• Prompt: Print the lines in the listing below that fall between the line with "bind_values.push(Value::Integer(id));" and the line with "let mut stmt = conn.prepare(sql)?;", those two lines included, exactly as they stand and with nothing else.

BEGIN Source data

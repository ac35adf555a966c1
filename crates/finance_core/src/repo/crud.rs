//! Generic CRUD repository contract and its SQLite implementation.
//!
//! # Responsibility
//! - Provide save/find/delete for every mapped record through one contract.
//! - Keep SQL generation inside the persistence boundary.
//!
//! # Invariants
//! - Saving a transient record inserts it; saving an identified record
//!   updates every writable column of that row.
//! - Deletes touch exactly one row and never cascade; the store rejects
//!   deletes that would orphan referencing rows.
//! - Listings are ordered by id ascending.

use crate::db::migrations::{current_user_version, latest_version};
use crate::model::account::Account;
use crate::model::classification::{ExpenseCategory, IncomeSource};
use crate::model::expense::Expense;
use crate::model::income::Income;
use crate::model::RecordId;
use crate::repo::error::{RepoError, RepoResult};
use crate::repo::mapping::Entity;
use chrono::Local;
use log::{debug, warn};
use rusqlite::types::Value;
use rusqlite::{params, params_from_iter, Connection, OptionalExtension};
use std::marker::PhantomData;

const PAGE_DEFAULT_LIMIT: u32 = 50;
const PAGE_LIMIT_MAX: u32 = 500;

/// Limit/offset window for paged listings.
#[derive(Debug, Clone, Copy, Default, PartialEq, Eq)]
pub struct PageRequest {
    /// `None` and `Some(0)` fall back to 50; larger values cap at 500.
    pub limit: Option<u32>,
    pub offset: u32,
}

impl PageRequest {
    pub fn new(limit: u32, offset: u32) -> Self {
        Self {
            limit: Some(limit),
            offset,
        }
    }

    fn effective_limit(&self) -> u32 {
        match self.limit {
            Some(0) | None => PAGE_DEFAULT_LIMIT,
            Some(value) if value > PAGE_LIMIT_MAX => PAGE_LIMIT_MAX,
            Some(value) => value,
        }
    }
}

/// Create/read/update/delete operations shared by every record type.
pub trait CrudRepository {
    type Entity;

    /// Inserts a transient record or updates an identified one.
    ///
    /// Returns the written copy, carrying its id and any write-time stamps.
    fn save(&self, entity: &Self::Entity) -> RepoResult<Self::Entity>;

    /// Same as [`CrudRepository::save`]; writes reach the store before this
    /// returns, so constraint violations surface here.
    fn save_and_flush(&self, entity: &Self::Entity) -> RepoResult<Self::Entity> {
        self.save(entity)
    }

    /// Saves all records atomically: on any error nothing is written.
    fn save_all(&self, entities: &[Self::Entity]) -> RepoResult<Vec<Self::Entity>>;

    fn find_by_id(&self, id: RecordId) -> RepoResult<Option<Self::Entity>>;
    fn find_all(&self) -> RepoResult<Vec<Self::Entity>>;
    fn find_page(&self, page: &PageRequest) -> RepoResult<Vec<Self::Entity>>;
    fn exists_by_id(&self, id: RecordId) -> RepoResult<bool>;
    fn count(&self) -> RepoResult<u64>;

    /// Deletes the row behind `entity`; transient records yield `MissingId`.
    ///
    /// Stricter than Spring Data's `delete`, which ignores transient or
    /// already-deleted entities: here both are reported as errors.
    fn delete(&self, entity: &Self::Entity) -> RepoResult<()>;
    fn delete_by_id(&self, id: RecordId) -> RepoResult<()>;
}

/// SQLite-backed repository for any mapped record type.
pub struct SqliteRepository<'conn, E: Entity> {
    conn: &'conn Connection,
    _entity: PhantomData<E>,
}

pub type SqliteAccountRepository<'conn> = SqliteRepository<'conn, Account>;
pub type SqliteExpenseCategoryRepository<'conn> = SqliteRepository<'conn, ExpenseCategory>;
pub type SqliteIncomeSourceRepository<'conn> = SqliteRepository<'conn, IncomeSource>;
pub type SqliteExpenseRepository<'conn> = SqliteRepository<'conn, Expense>;
pub type SqliteIncomeRepository<'conn> = SqliteRepository<'conn, Income>;

impl<'conn, E: Entity> SqliteRepository<'conn, E> {
    /// Creates a repository from a migrated connection.
    ///
    /// # Errors
    /// - `UninitializedConnection` when the schema version is not the latest.
    /// - `MissingRequiredTable`/`MissingRequiredColumn` when the mapped table
    ///   does not match the record layout.
    pub fn try_new(conn: &'conn Connection) -> RepoResult<Self> {
        ensure_connection_ready::<E>(conn)?;
        Ok(Self {
            conn,
            _entity: PhantomData,
        })
    }

    fn find_where(&self, column: &str, value: RecordId) -> RepoResult<Vec<E>> {
        let sql = format!(
            "{} WHERE {column} = ?1 ORDER BY {} ASC;",
            E::SELECT_SQL,
            E::ID_COLUMN
        );
        query_entities(self.conn, &sql, vec![Value::Integer(value)])
    }
}

impl<E: Entity> CrudRepository for SqliteRepository<'_, E> {
    type Entity = E;

    fn save(&self, entity: &E) -> RepoResult<E> {
        write_entity(self.conn, entity)
    }

    fn save_all(&self, entities: &[E]) -> RepoResult<Vec<E>> {
        let tx = self.conn.unchecked_transaction()?;
        let mut saved = Vec::with_capacity(entities.len());
        for entity in entities {
            saved.push(write_entity(&tx, entity)?);
        }
        tx.commit()?;
        Ok(saved)
    }

    fn find_by_id(&self, id: RecordId) -> RepoResult<Option<E>> {
        let sql = format!("{} WHERE {} = ?1;", E::SELECT_SQL, E::ID_COLUMN);
        let mut stmt = self.conn.prepare(&sql)?;
        let mut rows = stmt.query(params![id])?;
        if let Some(row) = rows.next()? {
            return Ok(Some(E::from_row(row)?));
        }

        Ok(None)
    }

    fn find_all(&self) -> RepoResult<Vec<E>> {
        let sql = format!("{} ORDER BY {} ASC;", E::SELECT_SQL, E::ID_COLUMN);
        query_entities(self.conn, &sql, Vec::new())
    }

    fn find_page(&self, page: &PageRequest) -> RepoResult<Vec<E>> {
        let sql = format!(
            "{} ORDER BY {} ASC LIMIT ?1 OFFSET ?2;",
            E::SELECT_SQL,
            E::ID_COLUMN
        );
        query_entities(
            self.conn,
            &sql,
            vec![
                Value::Integer(i64::from(page.effective_limit())),
                Value::Integer(i64::from(page.offset)),
            ],
        )
    }

    fn exists_by_id(&self, id: RecordId) -> RepoResult<bool> {
        let exists: i64 = self.conn.query_row(
            &format!("SELECT EXISTS(SELECT 1 FROM {} WHERE id = ?1);", E::TABLE),
            params![id],
            |row| row.get(0),
        )?;
        Ok(exists == 1)
    }

    fn count(&self) -> RepoResult<u64> {
        let count: i64 = self.conn.query_row(
            &format!("SELECT COUNT(*) FROM {};", E::TABLE),
            [],
            |row| row.get(0),
        )?;
        u64::try_from(count).map_err(|_| {
            RepoError::InvalidData(format!("negative row count {count} in {}", E::TABLE))
        })
    }

    fn delete(&self, entity: &E) -> RepoResult<()> {
        let id = entity.id().ok_or(RepoError::MissingId(E::NAME))?;
        self.delete_by_id(id)
    }

    fn delete_by_id(&self, id: RecordId) -> RepoResult<()> {
        let result = self
            .conn
            .execute(&format!("DELETE FROM {} WHERE id = ?1;", E::TABLE), params![id]);

        let changed = match result {
            Ok(changed) => changed,
            Err(err) => {
                let err = RepoError::from(err);
                warn!(
                    "event=repo_delete module=repo status=error entity={} id={} error={}",
                    E::NAME,
                    id,
                    err
                );
                return Err(err);
            }
        };

        if changed == 0 {
            return Err(RepoError::NotFound {
                entity: E::NAME,
                id,
            });
        }

        debug!(
            "event=repo_delete module=repo status=ok entity={} id={}",
            E::NAME,
            id
        );
        Ok(())
    }
}

impl SqliteRepository<'_, Expense> {
    /// Lists expenses charged to one account.
    pub fn find_by_account(&self, account_id: RecordId) -> RepoResult<Vec<Expense>> {
        self.find_where("expense.account_id", account_id)
    }

    /// Lists expenses filed under one category.
    pub fn find_by_category(&self, category_id: RecordId) -> RepoResult<Vec<Expense>> {
        self.find_where("expense.expense_category_id", category_id)
    }
}

impl SqliteRepository<'_, Income> {
    /// Lists incomes credited to one account.
    pub fn find_by_account(&self, account_id: RecordId) -> RepoResult<Vec<Income>> {
        self.find_where("income.account_id", account_id)
    }

    /// Lists incomes received from one source.
    pub fn find_by_source(&self, source_id: RecordId) -> RepoResult<Vec<Income>> {
        self.find_where("income.income_source_id", source_id)
    }
}

fn write_entity<E: Entity>(conn: &Connection, entity: &E) -> RepoResult<E> {
    let mut outgoing = entity.clone();
    outgoing.before_write(Local::now().date_naive());
    let op = if outgoing.id().is_some() { "update" } else { "insert" };

    let result = match outgoing.id() {
        None => insert_row(conn, &outgoing).map(|id| outgoing.set_id(id)),
        Some(id) => update_row(conn, &outgoing, id),
    };

    match result {
        Ok(()) => {
            debug!(
                "event=repo_write module=repo status=ok entity={} op={} id={}",
                E::NAME,
                op,
                outgoing.id().unwrap_or_default()
            );
            Ok(outgoing)
        }
        Err(err) => {
            warn!(
                "event=repo_write module=repo status=error entity={} op={} error={}",
                E::NAME,
                op,
                err
            );
            Err(err)
        }
    }
}

fn insert_row<E: Entity>(conn: &Connection, entity: &E) -> RepoResult<RecordId> {
    let placeholders = (1..=E::COLUMNS.len())
        .map(|index| format!("?{index}"))
        .collect::<Vec<_>>()
        .join(", ");
    let sql = format!(
        "INSERT INTO {} ({}) VALUES ({placeholders});",
        E::TABLE,
        E::COLUMNS.join(", ")
    );

    conn.execute(&sql, params_from_iter(entity.to_params()?))?;
    Ok(conn.last_insert_rowid())
}

fn update_row<E: Entity>(conn: &Connection, entity: &E, id: RecordId) -> RepoResult<()> {
    let assignments = E::COLUMNS
        .iter()
        .enumerate()
        .map(|(index, column)| format!("{column} = ?{}", index + 1))
        .collect::<Vec<_>>()
        .join(", ");
    let sql = format!(
        "UPDATE {} SET {assignments} WHERE id = ?{};",
        E::TABLE,
        E::COLUMNS.len() + 1
    );

    let mut bind_values = entity.to_params()?;
    bind_values.push(Value::Integer(id));

    let changed = conn.execute(&sql, params_from_iter(bind_values))?;
    if changed == 0 {
        return Err(RepoError::NotFound {
            entity: E::NAME,
            id,
        });
    }

    Ok(())
}

fn query_entities<E: Entity>(
    conn: &Connection,
    sql: &str,
    bind_values: Vec<Value>,
) -> RepoResult<Vec<E>> {
    let mut stmt = conn.prepare(sql)?;
    let mut rows = stmt.query(params_from_iter(bind_values))?;
    let mut entities = Vec::new();

    while let Some(row) = rows.next()? {
        entities.push(E::from_row(row)?);
    }

    Ok(entities)
}

fn ensure_connection_ready<E: Entity>(conn: &Connection) -> RepoResult<()> {
    let expected_version = latest_version();
    let actual_version = current_user_version(conn)?;
    if actual_version != expected_version {
        return Err(RepoError::UninitializedConnection {
            expected_version,
            actual_version,
        });
    }

    if !table_exists(conn, E::TABLE)? {
        return Err(RepoError::MissingRequiredTable(E::TABLE));
    }

    for &column in std::iter::once(&"id").chain(E::COLUMNS.iter()) {
        if !table_has_column(conn, E::TABLE, column)? {
            return Err(RepoError::MissingRequiredColumn {
                table: E::TABLE,
                column,
            });
        }
    }

    Ok(())
}

fn table_exists(conn: &Connection, table: &str) -> RepoResult<bool> {
    let exists = conn
        .query_row(
            "SELECT 1 FROM sqlite_master WHERE type = 'table' AND name = ?1;",
            [table],
            |row| row.get::<_, i64>(0),
        )
        .optional()?;
    Ok(exists.is_some())
}

fn table_has_column(conn: &Connection, table: &str, column: &str) -> RepoResult<bool> {
    let mut stmt = conn.prepare(&format!("PRAGMA table_info({table});"))?;
    let mut rows = stmt.query([])?;
    while let Some(row) = rows.next()? {
        let current: String = row.get(1)?;
        if current == column {
            return Ok(true);
        }
    }
    Ok(false)
}

#[cfg(test)]
mod tests {
    use super::{PageRequest, PAGE_DEFAULT_LIMIT, PAGE_LIMIT_MAX};

    #[test]
    fn zero_or_missing_limit_uses_default() {
        assert_eq!(PageRequest::default().effective_limit(), PAGE_DEFAULT_LIMIT);
        assert_eq!(PageRequest::new(0, 3).effective_limit(), PAGE_DEFAULT_LIMIT);
    }

    #[test]
    fn limit_is_capped_at_max() {
        assert_eq!(PageRequest::new(7, 0).effective_limit(), 7);
        assert_eq!(PageRequest::new(10_000, 0).effective_limit(), PAGE_LIMIT_MAX);
    }
}
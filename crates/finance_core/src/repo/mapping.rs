//! Entity-to-table mapping metadata.
//!
//! # Responsibility
//! - Describe, per record type, its table, writable columns and load query.
//! - Convert records to bind values and rows back to records.
//!
//! # Invariants
//! - `to_params()` yields values in exactly the order of `COLUMNS`.
//! - `SELECT_SQL` loads many-to-one relationships in the same statement, so
//!   a loaded expense/income always carries its account and classification.
//! - A relationship to a transient record is refused before any SQL runs.

use crate::model::account::Account;
use crate::model::classification::{ExpenseCategory, IncomeSource};
use crate::model::expense::Expense;
use crate::model::income::Income;
use crate::model::RecordId;
use crate::repo::error::{RepoError, RepoResult};
use chrono::NaiveDate;
use rusqlite::types::Value;
use rusqlite::Row;

/// Mapping between a record type and its table.
pub trait Entity: Clone {
    /// Record name used in errors and log events.
    const NAME: &'static str;
    const TABLE: &'static str;
    /// Writable columns, excluding the generated `id`.
    const COLUMNS: &'static [&'static str];
    /// Load statement without `WHERE`/`ORDER BY`.
    const SELECT_SQL: &'static str;
    /// Id column as it must be spelled against `SELECT_SQL`.
    const ID_COLUMN: &'static str;

    fn id(&self) -> Option<RecordId>;
    fn set_id(&mut self, id: RecordId);

    /// Hook run on the outgoing copy right before INSERT/UPDATE.
    fn before_write(&mut self, _today: NaiveDate) {}

    fn to_params(&self) -> RepoResult<Vec<Value>>;
    fn from_row(row: &Row<'_>) -> RepoResult<Self>;
}

/// Column aliases for decoding an account, alone or joined.
struct AccountColumns {
    id: &'static str,
    name: &'static str,
    bank: &'static str,
    balance: &'static str,
    is_active: &'static str,
}

const ACCOUNT_PLAIN: AccountColumns = AccountColumns {
    id: "id",
    name: "name",
    bank: "bank",
    balance: "balance",
    is_active: "is_active",
};

const ACCOUNT_JOINED: AccountColumns = AccountColumns {
    id: "account_id",
    name: "account_name",
    bank: "account_bank",
    balance: "account_balance",
    is_active: "account_is_active",
};

fn decode_account(row: &Row<'_>, columns: &AccountColumns) -> RepoResult<Account> {
    Ok(Account {
        id: Some(row.get(columns.id)?),
        name: row.get(columns.name)?,
        bank: row.get(columns.bank)?,
        balance: row.get(columns.balance)?,
        is_active: row.get(columns.is_active)?,
    })
}

/// Resolves the foreign key for a relationship field.
///
/// Unset relationships bind NULL and are left to the NOT NULL constraint.
fn reference_id(
    entity: &'static str,
    field: &'static str,
    target_id: Option<Option<RecordId>>,
) -> RepoResult<Option<RecordId>> {
    match target_id {
        None => Ok(None),
        Some(None) => Err(RepoError::UnsavedReference { entity, field }),
        Some(Some(id)) => Ok(Some(id)),
    }
}

/// Binds a REAL column; SQLite would silently store NaN as NULL.
fn real_value(entity: &'static str, field: &'static str, value: Option<f64>) -> RepoResult<Value> {
    match value {
        Some(number) if !number.is_finite() => Err(RepoError::InvalidData(format!(
            "{entity}.{field} must be finite, got {number}"
        ))),
        _ => Ok(Value::from(value)),
    }
}

fn date_value(date: Option<NaiveDate>) -> Value {
    Value::from(date.map(|value| value.format("%Y-%m-%d").to_string()))
}

impl Entity for Account {
    const NAME: &'static str = "account";
    const TABLE: &'static str = "account";
    const COLUMNS: &'static [&'static str] = &["name", "bank", "balance", "is_active"];
    const SELECT_SQL: &'static str = "SELECT id, name, bank, balance, is_active FROM account";
    const ID_COLUMN: &'static str = "id";

    fn id(&self) -> Option<RecordId> {
        self.id
    }

    fn set_id(&mut self, id: RecordId) {
        self.id = Some(id);
    }

    fn to_params(&self) -> RepoResult<Vec<Value>> {
        Ok(vec![
            Value::from(self.name.clone()),
            Value::from(self.bank.clone()),
            real_value(Self::NAME, "balance", self.balance)?,
            Value::from(self.is_active),
        ])
    }

    fn from_row(row: &Row<'_>) -> RepoResult<Self> {
        decode_account(row, &ACCOUNT_PLAIN)
    }
}

impl Entity for ExpenseCategory {
    const NAME: &'static str = "expense_category";
    const TABLE: &'static str = "expense_category";
    const COLUMNS: &'static [&'static str] = &["name"];
    const SELECT_SQL: &'static str = "SELECT id, name FROM expense_category";
    const ID_COLUMN: &'static str = "id";

    fn id(&self) -> Option<RecordId> {
        self.id
    }

    fn set_id(&mut self, id: RecordId) {
        self.id = Some(id);
    }

    fn to_params(&self) -> RepoResult<Vec<Value>> {
        Ok(vec![Value::from(self.name.clone())])
    }

    fn from_row(row: &Row<'_>) -> RepoResult<Self> {
        Ok(Self {
            id: Some(row.get("id")?),
            name: row.get("name")?,
        })
    }
}

impl Entity for IncomeSource {
    const NAME: &'static str = "income_source";
    const TABLE: &'static str = "income_source";
    const COLUMNS: &'static [&'static str] = &["name"];
    const SELECT_SQL: &'static str = "SELECT id, name FROM income_source";
    const ID_COLUMN: &'static str = "id";

    fn id(&self) -> Option<RecordId> {
        self.id
    }

    fn set_id(&mut self, id: RecordId) {
        self.id = Some(id);
    }

    fn to_params(&self) -> RepoResult<Vec<Value>> {
        Ok(vec![Value::from(self.name.clone())])
    }

    fn from_row(row: &Row<'_>) -> RepoResult<Self> {
        Ok(Self {
            id: Some(row.get("id")?),
            name: row.get("name")?,
        })
    }
}

impl Entity for Expense {
    const NAME: &'static str = "expense";
    const TABLE: &'static str = "expense";
    const COLUMNS: &'static [&'static str] = &[
        "amount",
        "description",
        "date",
        "expense_category_id",
        "account_id",
    ];
    const SELECT_SQL: &'static str = "SELECT
        expense.id AS id,
        expense.amount AS amount,
        expense.description AS description,
        expense.date AS date,
        expense_category.id AS category_id,
        expense_category.name AS category_name,
        account.id AS account_id,
        account.name AS account_name,
        account.bank AS account_bank,
        account.balance AS account_balance,
        account.is_active AS account_is_active
    FROM expense
    JOIN expense_category ON expense_category.id = expense.expense_category_id
    JOIN account ON account.id = expense.account_id";
    const ID_COLUMN: &'static str = "expense.id";

    fn id(&self) -> Option<RecordId> {
        self.id
    }

    fn set_id(&mut self, id: RecordId) {
        self.id = Some(id);
    }

    fn before_write(&mut self, today: NaiveDate) {
        self.date = Some(today);
    }

    fn to_params(&self) -> RepoResult<Vec<Value>> {
        let category_id = reference_id(
            Self::NAME,
            "expense_category",
            self.expense_category.as_ref().map(|category| category.id),
        )?;
        let account_id = reference_id(
            Self::NAME,
            "account",
            self.account.as_ref().map(|account| account.id),
        )?;

        Ok(vec![
            real_value(Self::NAME, "amount", self.amount)?,
            Value::from(self.description.clone()),
            date_value(self.date),
            Value::from(category_id),
            Value::from(account_id),
        ])
    }

    fn from_row(row: &Row<'_>) -> RepoResult<Self> {
        Ok(Self {
            id: Some(row.get("id")?),
            amount: row.get("amount")?,
            description: row.get("description")?,
            date: row.get("date")?,
            expense_category: Some(ExpenseCategory {
                id: Some(row.get("category_id")?),
                name: row.get("category_name")?,
            }),
            account: Some(decode_account(row, &ACCOUNT_JOINED)?),
        })
    }
}

impl Entity for Income {
    const NAME: &'static str = "income";
    const TABLE: &'static str = "income";
    const COLUMNS: &'static [&'static str] = &["amount", "date", "income_source_id", "account_id"];
    const SELECT_SQL: &'static str = "SELECT
        income.id AS id,
        income.amount AS amount,
        income.date AS date,
        income_source.id AS source_id,
        income_source.name AS source_name,
        account.id AS account_id,
        account.name AS account_name,
        account.bank AS account_bank,
        account.balance AS account_balance,
        account.is_active AS account_is_active
    FROM income
    JOIN income_source ON income_source.id = income.income_source_id
    JOIN account ON account.id = income.account_id";
    const ID_COLUMN: &'static str = "income.id";

    fn id(&self) -> Option<RecordId> {
        self.id
    }

    fn set_id(&mut self, id: RecordId) {
        self.id = Some(id);
    }

    fn before_write(&mut self, today: NaiveDate) {
        self.date = Some(today);
    }

    fn to_params(&self) -> RepoResult<Vec<Value>> {
        let source_id = reference_id(
            Self::NAME,
            "income_source",
            self.income_source.as_ref().map(|source| source.id),
        )?;
        let account_id = reference_id(
            Self::NAME,
            "account",
            self.account.as_ref().map(|account| account.id),
        )?;

        Ok(vec![
            real_value(Self::NAME, "amount", self.amount)?,
            date_value(self.date),
            Value::from(source_id),
            Value::from(account_id),
        ])
    }

    fn from_row(row: &Row<'_>) -> RepoResult<Self> {
        Ok(Self {
            id: Some(row.get("id")?),
            amount: row.get("amount")?,
            date: row.get("date")?,
            income_source: Some(IncomeSource {
                id: Some(row.get("source_id")?),
                name: row.get("source_name")?,
            }),
            account: Some(decode_account(row, &ACCOUNT_JOINED)?),
        })
    }
}

#[cfg(test)]
mod tests {
    use super::{Entity, RepoError};
    use crate::model::account::Account;
    use crate::model::classification::ExpenseCategory;
    use crate::model::expense::Expense;
    use crate::model::income::Income;
    use chrono::NaiveDate;
    use rusqlite::types::Value;

    #[test]
    fn params_follow_column_order() {
        let account = Account::builder().name("Wallet").balance(12.5).build();
        let params = account.to_params().unwrap();
        assert_eq!(params.len(), Account::COLUMNS.len());
        assert_eq!(params[0], Value::Text("Wallet".to_string()));
        assert_eq!(params[1], Value::Null);
        assert_eq!(params[2], Value::Real(12.5));
        assert_eq!(params[3], Value::Null);
    }

    #[test]
    fn expense_binds_reference_ids_and_iso_date() {
        let expense = Expense::builder()
            .amount(40.0)
            .date(NaiveDate::from_ymd_opt(2024, 3, 9).unwrap())
            .expense_category(ExpenseCategory::builder().id(7).name("Food").build())
            .account(Account::builder().id(3).name("Main").build())
            .build();

        let params = expense.to_params().unwrap();
        assert_eq!(params.len(), Expense::COLUMNS.len());
        assert_eq!(params[2], Value::Text("2024-03-09".to_string()));
        assert_eq!(params[3], Value::Integer(7));
        assert_eq!(params[4], Value::Integer(3));
    }

    #[test]
    fn unset_relationship_binds_null() {
        let expense = Expense::builder().amount(1.0).build();
        let params = expense.to_params().unwrap();
        assert_eq!(params[3], Value::Null);
        assert_eq!(params[4], Value::Null);
    }

    #[test]
    fn transient_relationship_is_refused() {
        let expense = Expense::builder()
            .amount(1.0)
            .expense_category(ExpenseCategory::builder().name("never saved").build())
            .build();

        let err = expense.to_params().unwrap_err();
        assert!(matches!(
            err,
            RepoError::UnsavedReference {
                entity: "expense",
                field: "expense_category"
            }
        ));
    }

    #[test]
    fn before_write_stamps_transaction_date_only() {
        let today = NaiveDate::from_ymd_opt(2025, 1, 31).unwrap();

        let mut expense = Expense::builder()
            .date(NaiveDate::from_ymd_opt(2000, 1, 1).unwrap())
            .build();
        expense.before_write(today);
        assert_eq!(expense.date, Some(today));

        let mut income = Income::builder()
            .date(NaiveDate::from_ymd_opt(2000, 1, 1).unwrap())
            .build();
        income.before_write(today);
        assert_eq!(income.date, Some(today));

        let mut account = Account::builder().name("untouched").build();
        let before = account.clone();
        account.before_write(today);
        assert_eq!(account, before);
    }

    #[test]
    fn non_finite_amounts_and_balances_are_refused() {
        let account = Account::builder().name("Wallet").balance(f64::NAN).build();
        let err = account.to_params().unwrap_err();
        assert!(matches!(
            err,
            RepoError::InvalidData(ref message) if message.contains("account.balance")
        ));

        let expense = Expense::builder().amount(f64::INFINITY).build();
        assert!(matches!(expense.to_params(), Err(RepoError::InvalidData(_))));

        let income = Income::builder().amount(f64::NEG_INFINITY).build();
        assert!(matches!(income.to_params(), Err(RepoError::InvalidData(_))));
    }
}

END Source data

• Answer to this task:
    bind_values.push(Value::Integer(id));

    let changed = conn.execute(&sql, params_from_iter(bind_values))?;
    if changed == 0 {
        return Err(RepoError::NotFound {
            entity: E::NAME,
            id,
        });
    }

    Ok(())
}

fn query_entities<E: Entity>(
    conn: &Connection,
    sql: &str,
    bind_values: Vec<Value>,
) -> RepoResult<Vec<E>> {
    let mut stmt = conn.prepare(sql)?;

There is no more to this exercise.